14. The Company is not, and after giving effect to the offering and sale of the Securities and the application of the proceeds thereof as described in the Prospectus will not be, required to register as an “investment company” as defined in the Investment Company Act of 1940, as amended.

15. The Company will not, upon delivery and payment for the Securities on the Closing Date, be subject to Rule 419 under the Securities Act, and none of the Company’s outstanding Securities will be deemed on the Closing Date to be a “penny stock” as defined in Rule 3a51-1 under the Exchange Act.

We have not verified, and we are not passing upon and do not assume any responsibility for the accuracy, completeness, or fairness of the statements contained in the Registration Statement or Prospectus except to the extent specifically set forth in paragraph 4 and paragraph 9 of this opinion. However, in connection with the preparation of the Registration Statement and Prospectus, we have participated in conferences with directors, officers and other representatives of the Company and with its certified public accountants, as well as with representatives of the Underwriters and their counsel, at which conferences the contents of the Registration Statement and Prospectus Supplement and related matters were discussed. Subject to the foregoing, and solely on the basis of the information we gained in the course of performing the services referred to in the preceding sentence, (A) no facts came to our attention that caused us to believe (i) that the Registration Statement (except as to the financial statements, including the notes and schedules thereto, and the other financial, accounting, and statistical data contained therein or omitted therefrom, as to which we express no comment or opinion), at the time the Registration Statement became effective or as of the date hereof, contained or contains any untrue statement of a material fact or omitted or omits to state any material fact required to be stated therein or necessary to make the statements therein, in the light of the circumstances under which they were made, not misleading, or (ii) that the Prospectus (except as to the financial statements, including


the notes and schedules thereto, and the other financial, accounting, and statistical data contained therein or omitted therefrom, as to which we express no comment), as of the Applicable Time or as of its date or as of the date hereof, contained or contains any untrue statement of a material fact or omitted or omits to state any material fact necessary in order to make the statements therein, in the light of the circumstances under which they were made, not misleading, and (B) we do not know of any contract or document of a character required to be filed as an exhibit to the Registration Statement that is not so filed.

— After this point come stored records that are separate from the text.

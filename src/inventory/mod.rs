//! Inventory collection
//!
//! # Architecture
//!
//! - **InventoryPlan**: the facts to collect and their sources
//! - **InventoryCollector**: runs one pass, recording an outcome per fact
//! - **InventoryResult**: ordered facts with pass id and timestamp
//! - **InventoryError**: the few failures that abort a whole pass
//!
//! # Usage
//!
//! ```no_run
//! # use std::sync::Arc;
//! # use hwinventory::{CollectorConfig, InventoryCollector, InventoryPlan};
//! # fn main() -> Result<(), Box<dyn std::error::Error>> {
//! let config = CollectorConfig::builder().build()?;
//! let cache = Arc::new(config.create_module_cache());
//! let collector = InventoryCollector::new(InventoryPlan::default(), cache);
//! let result = collector.collect(config.create_backend()?)?;
//! print!("{result}");
//! # Ok(())
//! # }
//! ```

pub mod collector;
pub mod error;
pub mod plan;
pub mod result;

pub use collector::{InventoryCollector, NO_MATCHING_RECORD, PASS_ABANDONED};
pub use error::InventoryError;
pub use plan::{FactSource, FactSpec, InventoryPlan};
pub use result::{FactEntry, FactOutcome, InventoryResult};
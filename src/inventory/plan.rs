//! What an inventory pass collects
//!
//! A plan names each fact and where it comes from: a query against the
//! management namespace, or an entry point of a provider module. Plans are
//! plain JSON:
//!
//! ```json
//! {
//!   "namespace": "root\\cimv2",
//!   "facts": [
//!     { "name": "serial_number",
//!       "source": { "kind": "query", "text": "SELECT SerialNumber FROM Win32_BaseBoard", "field": "SerialNumber" } },
//!     { "name": "host_name",
//!       "source": { "kind": "provider", "module": "host", "entry_point": "GetHostName" } }
//!   ]
//! }
//! ```

use std::collections::HashSet;
use std::path::Path;

use serde::{Deserialize, Serialize};

use crate::backend::DEFAULT_NAMESPACE;
use crate::config::ConfigError;
use crate::query::QueryRequest;

/// Where a fact's value comes from
#[derive(Debug, Clone, PartialEq, Eq, Serialize, Deserialize)]
#[serde(tag = "kind", rename_all = "snake_case")]
pub enum FactSource {
    Query(QueryRequest),
    Provider { module: String, entry_point: String },
}

/// One named fact in a plan
#[derive(Debug, Clone, PartialEq, Eq, Serialize, Deserialize)]
pub struct FactSpec {
    pub name: String,
    pub source: FactSource,
}

impl FactSpec {
    pub fn query(name: impl Into<String>, request: QueryRequest) -> Self {
        Self {
            name: name.into(),
            source: FactSource::Query(request),
        }
    }

    pub fn provider(
        name: impl Into<String>,
        module: impl Into<String>,
        entry_point: impl Into<String>,
    ) -> Self {
        Self {
            name: name.into(),
            source: FactSource::Provider {
                module: module.into(),
                entry_point: entry_point.into(),
            },
        }
    }

    pub fn is_query(&self) -> bool {
        matches!(self.source, FactSource::Query(_))
    }
}

/// Ordered list of facts to collect from one namespace
#[derive(Debug, Clone, PartialEq, Eq, Serialize, Deserialize)]
pub struct InventoryPlan {
    #[serde(default = "default_namespace")]
    pub namespace: String,
    pub facts: Vec<FactSpec>,
}

fn default_namespace() -> String {
    DEFAULT_NAMESPACE.to_string()
}

impl Default for InventoryPlan {
    /// Board serial, processor and memory facts
    fn default() -> Self {
        Self::empty()
            .with_fact(FactSpec::query(
                "serial_number",
                QueryRequest::select("Win32_BaseBoard", "SerialNumber"),
            ))
            .with_fact(FactSpec::query(
                "processor_architecture",
                QueryRequest::select("Win32_Processor", "Architecture"),
            ))
            .with_fact(FactSpec::query(
                "processor_cores",
                QueryRequest::select("Win32_Processor", "NumberOfCores"),
            ))
            .with_fact(FactSpec::query(
                "logical_processors",
                QueryRequest::select("Win32_Processor", "NumberOfLogicalProcessors"),
            ))
            .with_fact(FactSpec::query(
                "total_physical_memory",
                QueryRequest::select("Win32_ComputerSystem", "TotalPhysicalMemory"),
            ))
            .with_fact(FactSpec::query(
                "free_physical_memory",
                QueryRequest::select("Win32_OperatingSystem", "FreePhysicalMemory"),
            ))
    }
}

impl InventoryPlan {
    /// Plan with no facts on the default namespace
    pub fn empty() -> Self {
        Self {
            namespace: default_namespace(),
            facts: Vec::new(),
        }
    }

    pub fn with_namespace(mut self, namespace: impl Into<String>) -> Self {
        self.namespace = namespace.into();
        self
    }

    pub fn with_fact(mut self, fact: FactSpec) -> Self {
        self.facts.push(fact);
        self
    }

    pub fn has_query_facts(&self) -> bool {
        self.facts.iter().any(FactSpec::is_query)
    }

    /// Parse a JSON plan without validating it
    pub fn from_json(raw: &str) -> Result<Self, serde_json::Error> {
        serde_json::from_str(raw)
    }

    /// Load and validate a plan file
    pub fn from_file(path: &Path) -> Result<Self, ConfigError> {
        let raw = std::fs::read_to_string(path).map_err(|source| ConfigError::Read {
            path: path.to_path_buf(),
            source,
        })?;
        let plan = Self::from_json(&raw).map_err(|source| ConfigError::Parse {
            path: path.to_path_buf(),
            source,
        })?;
        plan.validate()?;
        Ok(plan)
    }

    /// Fact names must be non-empty and unique
    pub fn validate(&self) -> Result<(), ConfigError> {
        let mut seen = HashSet::new();
        for fact in &self.facts {
            if fact.name.trim().is_empty() {
                return Err(ConfigError::invalid_plan("fact name cannot be empty"));
            }
            if !seen.insert(fact.name.as_str()) {
                return Err(ConfigError::invalid_plan(format!(
                    "duplicate fact name: {}",
                    fact.name
                )));
            }
            match &fact.source {
                FactSource::Query(request) if request.field.trim().is_empty() => {
                    return Err(ConfigError::invalid_plan(format!(
                        "fact {} has no result field",
                        fact.name
                    )));
                }
                FactSource::Provider {
                    module,
                    entry_point,
                } if module.trim().is_empty() || entry_point.trim().is_empty() => {
                    return Err(ConfigError::invalid_plan(format!(
                        "fact {} needs both a module and an entry point",
                        fact.name
                    )));
                }
                _ => {}
            }
        }
        Ok(())
    }
}
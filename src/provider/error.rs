use std::path::PathBuf;

use thiserror::Error;

/// Failures of the module loader and of provider entry points
#[derive(Debug, Error)]
pub enum ModuleError {
    #[error("Provider module not found: {name} (searched: {searched:?})")]
    ModuleNotFound { name: String, searched: Vec<PathBuf> },

    #[error("Failed to load provider module {name}: {reason}")]
    Load { name: String, reason: String },

    #[error("Entry point '{symbol}' not exported by provider module {module}")]
    SymbolNotFound { module: String, symbol: String },

    #[error("Entry point {module}::{symbol} failed: {reason}")]
    Invocation {
        module: String,
        symbol: String,
        reason: String,
    },

    #[error("Provider module {module} is not loaded")]
    NotLoaded { module: String },
}

impl ModuleError {
    pub fn load(name: impl Into<String>, reason: impl Into<String>) -> Self {
        Self::Load {
            name: name.into(),
            reason: reason.into(),
        }
    }

    pub fn invocation(
        module: impl Into<String>,
        symbol: impl Into<String>,
        reason: impl Into<String>,
    ) -> Self {
        Self::Invocation {
            module: module.into(),
            symbol: symbol.into(),
            reason: reason.into(),
        }
    }

    pub fn is_not_found(&self) -> bool {
        matches!(self, Self::ModuleNotFound { .. })
    }
}
//! CIM/WMI backend driven through PowerShell
//!
//! Each query runs `Get-CimInstance` in a child PowerShell process that
//! prints one compressed JSON object per line. The stream reads stdout line
//! by line, so records are pulled one at a time and `next_record` blocks on
//! the child. A non-zero exit after end of output is reported as a query
//! rejection carrying the child's stderr.

use std::io::{BufRead, BufReader, Read};
use std::process::{Child, ChildStderr, ChildStdout, Command, Stdio};
use std::thread::{self, JoinHandle};

use tracing::{debug, info, warn};

use crate::backend::{
    AuthenticationLevel, BackendError, ImpersonationLevel, ManagementBackend, RecordStream,
    SecurityContext,
};
use crate::query::{PropertyRecord, QueryRequest};

/// PowerShell executable used on Windows hosts
#[cfg(target_os = "windows")]
pub const DEFAULT_POWERSHELL: &str = "powershell.exe";

/// PowerShell executable used elsewhere (PowerShell 7 with CIM remoting)
#[cfg(not(target_os = "windows"))]
pub const DEFAULT_POWERSHELL: &str = "pwsh";

/// Backend that executes WQL through PowerShell `Get-CimInstance`
pub struct CimBackend {
    powershell: String,
    namespace: Option<String>,
}

impl CimBackend {
    pub fn new() -> Self {
        Self::with_powershell(DEFAULT_POWERSHELL)
    }

    /// Use a specific PowerShell executable
    pub fn with_powershell(powershell: impl Into<String>) -> Self {
        Self {
            powershell: powershell.into(),
            namespace: None,
        }
    }

    fn command(&self, script: &str) -> Command {
        let mut command = Command::new(&self.powershell);
        command.args(["-NoProfile", "-NonInteractive", "-Command", script]);
        command
    }

    /// Run a short script to completion, returning trimmed stdout
    fn run_script(&self, script: &str) -> Result<String, BackendError> {
        let output = self.command(script).stdin(Stdio::null()).output()?;
        if !output.status.success() {
            let stderr = String::from_utf8_lossy(&output.stderr).trim().to_string();
            return Err(BackendError::rejected(if stderr.is_empty() {
                format!("PowerShell exited with {}", output.status)
            } else {
                stderr
            }));
        }
        Ok(String::from_utf8_lossy(&output.stdout).trim().to_string())
    }
}

impl Default for CimBackend {
    fn default() -> Self {
        Self::new()
    }
}

impl ManagementBackend for CimBackend {
    fn name(&self) -> &'static str {
        "cim"
    }

    fn initialize_security(&mut self) -> Result<SecurityContext, BackendError> {
        let version = self
            .run_script("$PSVersionTable.PSVersion.Major")
            .map_err(|e| {
                BackendError::unavailable(format!(
                    "cannot start '{}' for CIM access: {}",
                    self.powershell, e
                ))
            })?;
        if !command_exists("Get-CimInstance", self)? {
            return Err(BackendError::unavailable(
                "Get-CimInstance is not available in this PowerShell",
            ));
        }
        info!("CIM backend using PowerShell {}", version);
        Ok(SecurityContext {
            mechanism: "powershell-cim".to_string(),
            authentication: AuthenticationLevel::PacketPrivacy,
            impersonation: ImpersonationLevel::Impersonate,
        })
    }

    fn connect(&mut self, namespace: &str) -> Result<(), BackendError> {
        let script = format!(
            "[void](Get-CimClass -Namespace {} -ErrorAction Stop | Select-Object -First 1)",
            ps_quote(namespace)
        );
        self.run_script(&script).map_err(|e| match e {
            BackendError::Rejected { reason } => BackendError::refused(namespace, reason),
            other => other,
        })?;
        self.namespace = Some(namespace.to_string());
        Ok(())
    }

    fn exec_query<'a>(
        &'a mut self,
        request: &QueryRequest,
    ) -> Result<Box<dyn RecordStream + 'a>, BackendError> {
        let namespace = self
            .namespace
            .as_deref()
            .ok_or_else(|| BackendError::unavailable("not connected to a namespace"))?;
        if request.text.trim().is_empty() {
            return Err(BackendError::rejected("empty query"));
        }

        let script = query_script(namespace, &request.text);
        debug!("Spawning CIM query: {}", request.text);
        Ok(Box::new(CimStream::spawn(self.command(&script))?))
    }

    fn disconnect(&mut self) {
        self.namespace = None;
    }

    fn release_security(&mut self) {}
}

fn command_exists(name: &str, backend: &CimBackend) -> Result<bool, BackendError> {
    let script = format!(
        "if (Get-Command {} -ErrorAction SilentlyContinue) {{ 'yes' }} else {{ 'no' }}",
        ps_quote(name)
    );
    Ok(backend.run_script(&script)? == "yes")
}

/// Quote a value as a PowerShell single-quoted literal
fn ps_quote(value: &str) -> String {
    format!("'{}'", value.replace('\'', "''"))
}

/// Script emitting one compressed JSON object per CIM instance
fn query_script(namespace: &str, wql: &str) -> String {
    format!(
        "Get-CimInstance -Namespace {} -Query {} -ErrorAction Stop | \
         Select-Object -Property * -ExcludeProperty Cim* | \
         ForEach-Object {{ $_ | ConvertTo-Json -Compress -Depth 2 }}",
        ps_quote(namespace),
        ps_quote(wql)
    )
}

/// Decode one line of query output
fn parse_record_line(line: &str) -> Result<Option<PropertyRecord>, BackendError> {
    let line = line.trim();
    if line.is_empty() {
        return Ok(None);
    }
    let value: serde_json::Value = serde_json::from_str(line)?;
    PropertyRecord::from_json_object(&value)
        .map(Some)
        .ok_or_else(|| BackendError::parse(format!("expected a JSON object, got: {line}")))
}

/// Read stderr to the end on its own thread so the child never blocks on a
/// full pipe while stdout is still being consumed
fn drain_stderr(mut pipe: ChildStderr) -> JoinHandle<String> {
    thread::spawn(move || {
        let mut stderr = String::new();
        if let Err(e) = pipe.read_to_string(&mut stderr) {
            debug!("Reading PowerShell stderr failed: {}", e);
        }
        stderr
    })
}

struct CimStream {
    child: Option<Child>,
    stdout: BufReader<ChildStdout>,
    stderr: Option<JoinHandle<String>>,
    line: String,
}

impl CimStream {
    fn spawn(mut command: Command) -> Result<Self, BackendError> {
        let mut child = command
            .stdin(Stdio::null())
            .stdout(Stdio::piped())
            .stderr(Stdio::piped())
            .spawn()?;

        let stdout = child
            .stdout
            .take()
            .ok_or_else(|| BackendError::unavailable("stdout not available"))?;
        let stderr = child.stderr.take().map(drain_stderr);

        Ok(Self {
            child: Some(child),
            stdout: BufReader::new(stdout),
            stderr,
            line: String::new(),
        })
    }

    fn finish(&mut self) -> Result<(), BackendError> {
        let Some(mut child) = self.child.take() else {
            return Ok(());
        };
        let status = child.wait()?;
        let stderr = self
            .stderr
            .take()
            .and_then(|drain| drain.join().ok())
            .unwrap_or_default();
        if status.success() {
            return Ok(());
        }
        let stderr = stderr.trim();
        Err(BackendError::rejected(if stderr.is_empty() {
            format!("Get-CimInstance exited with {status}")
        } else {
            stderr.to_string()
        }))
    }
}

impl RecordStream for CimStream {
    fn next_record(&mut self) -> Result<Option<PropertyRecord>, BackendError> {
        loop {
            self.line.clear();
            if self.stdout.read_line(&mut self.line)? == 0 {
                self.finish()?;
                return Ok(None);
            }
            if let Some(record) = parse_record_line(&self.line)? {
                return Ok(Some(record));
            }
        }
    }
}

impl Drop for CimStream {
    fn drop(&mut self) {
        if let Some(mut child) = self.child.take() {
            match child.try_wait() {
                Ok(Some(_)) => {}
                _ => {
                    warn!("CIM query released before completion - killing PowerShell");
                    let _ = child.kill();
                    let _ = child.wait();
                }
            }
        }
    }
}
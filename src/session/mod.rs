//! Query session management
//!
//! A `QuerySession` owns one connection to a management backend for the
//! duration of an inventory pass.
//!
//! # Architecture
//!
//! - **QuerySession**: security context → namespace connection, torn down in
//!   reverse order by `close()` or on drop
//! - **EnumeratorCursor**: borrows the session; dropping it releases the
//!   backend enumerator
//! - **SessionError**: stage-specific failures
//!
//! # Usage
//!
//! ```no_run
//! # use hwinventory::backend::{DEFAULT_NAMESPACE, SysfsBackend};
//! # use hwinventory::query::QueryRequest;
//! # use hwinventory::session::QuerySession;
//! # fn main() -> Result<(), Box<dyn std::error::Error>> {
//! let mut session = QuerySession::open(Box::new(SysfsBackend::new()), DEFAULT_NAMESPACE)?;
//! let record = session
//!     .execute(&QueryRequest::select("Win32_BaseBoard", "SerialNumber"))?
//!     .first()?;
//! session.close();
//! # let _ = record;
//! # Ok(())
//! # }
//! ```

pub mod cursor;
pub mod error;

use std::fmt;
use std::time::{Duration, Instant};

use tracing::{debug, info, warn};

use crate::backend::{ManagementBackend, SecurityContext};
use crate::query::QueryRequest;

pub use cursor::EnumeratorCursor;
pub use error::SessionError;

/// Connection state of a query session
#[derive(Debug, Clone, Copy, PartialEq, Eq)]
pub enum SessionState {
    Uninitialized,
    SecurityConfigured,
    Connected,
    Closed,
}

impl fmt::Display for SessionState {
    fn fmt(&self, f: &mut fmt::Formatter<'_>) -> fmt::Result {
        let name = match self {
            Self::Uninitialized => "uninitialized",
            Self::SecurityConfigured => "security-configured",
            Self::Connected => "connected",
            Self::Closed => "closed",
        };
        f.write_str(name)
    }
}

/// Scoped connection to a management backend namespace
pub struct QuerySession {
    backend: Box<dyn ManagementBackend>,
    namespace: String,
    state: SessionState,
    security: Option<SecurityContext>,
    opened_at: Instant,
}

impl QuerySession {
    /// Configure security and connect to `namespace`
    ///
    /// If this returns an error nothing stays acquired: the partially opened
    /// session is dropped, and dropping releases whatever stage was reached.
    pub fn open(
        backend: Box<dyn ManagementBackend>,
        namespace: impl Into<String>,
    ) -> Result<Self, SessionError> {
        let namespace = namespace.into();
        let backend_name = backend.name();
        info!(
            "Opening {} query session on namespace {}",
            backend_name, namespace
        );

        let mut session = Self {
            backend,
            namespace,
            state: SessionState::Uninitialized,
            security: None,
            opened_at: Instant::now(),
        };

        debug!("Configuring backend security context");
        let security = session
            .backend
            .initialize_security()
            .map_err(|source| SessionError::BackendInit {
                backend: backend_name.to_string(),
                source,
            })?;
        debug!("Security context established: {:?}", security);
        session.security = Some(security);
        session.state = SessionState::SecurityConfigured;

        debug!("Connecting to namespace {}", session.namespace);
        if let Err(source) = session.backend.connect(&session.namespace) {
            return Err(SessionError::Connection {
                namespace: session.namespace.clone(),
                source,
            });
        }
        session.state = SessionState::Connected;
        session.opened_at = Instant::now();

        info!("Query session connected");
        Ok(session)
    }

    /// Issue a query and return a cursor over its results
    pub fn execute(
        &mut self,
        request: &QueryRequest,
    ) -> Result<EnumeratorCursor<'_>, SessionError> {
        if self.state != SessionState::Connected {
            return Err(SessionError::query(format!(
                "session is not connected (state: {})",
                self.state
            )));
        }
        if !request.is_wql() {
            return Err(SessionError::query(format!(
                "unsupported query language: {}",
                request.language
            )));
        }

        debug!("Executing query: {}", request.text);
        let stream = self
            .backend
            .exec_query(request)
            .map_err(|e| SessionError::query(e.to_string()))?;
        Ok(EnumeratorCursor::new(stream, request.text.clone()))
    }

    /// Release the connection and security context
    ///
    /// Idempotent: closing a closed (or never opened) session does nothing.
    pub fn close(&mut self) {
        match self.state {
            SessionState::Connected => {
                debug!("Disconnecting from namespace {}", self.namespace);
                self.backend.disconnect();
                self.backend.release_security();
            }
            SessionState::SecurityConfigured => {
                self.backend.release_security();
            }
            SessionState::Uninitialized | SessionState::Closed => return,
        }
        self.security = None;
        self.state = SessionState::Closed;
        info!(
            "Query session on {} closed after {:?}",
            self.namespace,
            self.uptime()
        );
    }

    pub fn state(&self) -> SessionState {
        self.state
    }

    pub fn namespace(&self) -> &str {
        &self.namespace
    }

    pub fn security_context(&self) -> Option<&SecurityContext> {
        self.security.as_ref()
    }

    pub fn backend_name(&self) -> &'static str {
        self.backend.name()
    }

    pub fn uptime(&self) -> Duration {
        self.opened_at.elapsed()
    }
}

/// Drop releases anything `close()` has not
impl Drop for QuerySession {
    fn drop(&mut self) {
        if matches!(
            self.state,
            SessionState::Connected | SessionState::SecurityConfigured
        ) {
            if self.state == SessionState::Connected {
                warn!("QuerySession dropped without calling close() - releasing");
            }
            self.close();
        }
    }
}

// ============================================================================
// Tests
// ============================================================================

#[cfg(test)]
mod tests {
    use super::*;
    use crate::backend::{
        DEFAULT_NAMESPACE, FixtureBackend, FixtureSnapshot, ResourceLedger,
    };
    use crate::query::PropertyRecord;

    #[cfg(feature = "test-logging")]
    #[ctor::ctor]
    fn init_test_logging() {
        crate::test_utils::logging::init();
    }

    fn board_snapshot() -> FixtureSnapshot {
        FixtureSnapshot::new().with_instance(
            "Win32_BaseBoard",
            PropertyRecord::new().with("SerialNumber", "ABC123"),
        )
    }

    #[test]
    fn test_open_execute_close() {
        let backend = FixtureBackend::new(board_snapshot());
        let ledger = backend.ledger();

        let mut session = QuerySession::open(Box::new(backend), DEFAULT_NAMESPACE).unwrap();
        assert_eq!(session.state(), SessionState::Connected);
        assert_eq!(session.security_context().unwrap().mechanism, "fixture");

        let record = session
            .execute(&QueryRequest::select("Win32_BaseBoard", "SerialNumber"))
            .unwrap()
            .first()
            .unwrap()
            .unwrap();
        assert_eq!(record.get("SerialNumber").unwrap().to_string(), "ABC123");

        session.close();
        assert_eq!(session.state(), SessionState::Closed);
        assert!(ledger.is_balanced());
    }

    #[test]
    fn test_close_twice_is_idempotent() {
        let backend = FixtureBackend::new(board_snapshot());
        let ledger = backend.ledger();

        let mut session = QuerySession::open(Box::new(backend), DEFAULT_NAMESPACE).unwrap();
        session.close();
        session.close();
        drop(session);

        assert_eq!(ResourceLedger::count(&ledger.security_released), 1);
        assert_eq!(ResourceLedger::count(&ledger.connections_closed), 1);
    }

    #[test]
    fn test_security_failure_is_backend_init_error() {
        let backend = FixtureBackend::new(board_snapshot()).fail_security("COM not initialized");
        let ledger = backend.ledger();

        let result = QuerySession::open(Box::new(backend), DEFAULT_NAMESPACE);
        assert!(matches!(result, Err(SessionError::BackendInit { .. })));
        assert!(ledger.is_balanced());
    }

    #[test]
    fn test_connection_failure_releases_security() {
        let backend = FixtureBackend::new(board_snapshot()).fail_connect("access denied");
        let ledger = backend.ledger();

        let result = QuerySession::open(Box::new(backend), DEFAULT_NAMESPACE);
        assert!(matches!(result, Err(SessionError::Connection { .. })));
        assert_eq!(ResourceLedger::count(&ledger.security_initialized), 1);
        assert_eq!(ResourceLedger::count(&ledger.security_released), 1);
    }

    #[test]
    fn test_unknown_namespace_is_connection_error() {
        let backend = FixtureBackend::new(board_snapshot());
        let result = QuerySession::open(Box::new(backend), "root\\securitycenter2");
        assert!(matches!(result, Err(SessionError::Connection { .. })));
    }

    #[test]
    fn test_execute_after_close_fails() {
        let backend = FixtureBackend::new(board_snapshot());
        let mut session = QuerySession::open(Box::new(backend), DEFAULT_NAMESPACE).unwrap();
        session.close();
        let result = session.execute(&QueryRequest::select("Win32_BaseBoard", "SerialNumber"));
        assert!(matches!(result, Err(SessionError::Query { .. })));
    }

    #[test]
    fn test_rejected_query_and_language() {
        let backend = FixtureBackend::new(board_snapshot());
        let mut session = QuerySession::open(Box::new(backend), DEFAULT_NAMESPACE).unwrap();

        let bad_syntax = QueryRequest::wql("SELEKT * FROM Win32_BaseBoard", "SerialNumber");
        assert!(matches!(
            session.execute(&bad_syntax),
            Err(SessionError::Query { .. })
        ));

        let mut other_language = QueryRequest::select("Win32_BaseBoard", "SerialNumber");
        other_language.language = "CQL".to_string();
        assert!(matches!(
            session.execute(&other_language),
            Err(SessionError::Query { .. })
        ));
    }

    #[test]
    fn test_drop_without_close_releases_everything() {
        let backend = FixtureBackend::new(board_snapshot());
        let ledger = backend.ledger();
        {
            let mut session = QuerySession::open(Box::new(backend), DEFAULT_NAMESPACE).unwrap();
            let _cursor = session
                .execute(&QueryRequest::select("Win32_BaseBoard", "SerialNumber"))
                .unwrap();
        }
        assert!(ledger.is_balanced());
    }
}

This opinion letter is provided to you for your exclusive use solely in connection with the transaction described above and may not be relied upon by any other person for any other purpose without our prior written consent. This opinion letter may not be used, quoted, referred to, copied, published, relied upon or furnished to any other person without our prior written consent. This opinion letter speaks only as of the date hereof and to its addressee and we have no responsibility or obligation to update this opinion, to consider its applicability or correctness to other than its addressees, or to take into account changes in law, facts or any other developments of which we may later become aware.

 

Very truly yours,

 

Foley & Lardner LLP


EXHIBIT B-2

MATTERS TO BE COVERED BY GENERAL COUNSEL’S OPINION

The Company has an authorized and outstanding capitalization as set forth in the Registration Statement and Prospectus (and any similar section or information contained in the General Disclosure Package), and the outstanding shares of the Company’s Common Stock have been duly authorized and validly issued and are fully paid and non-assessable.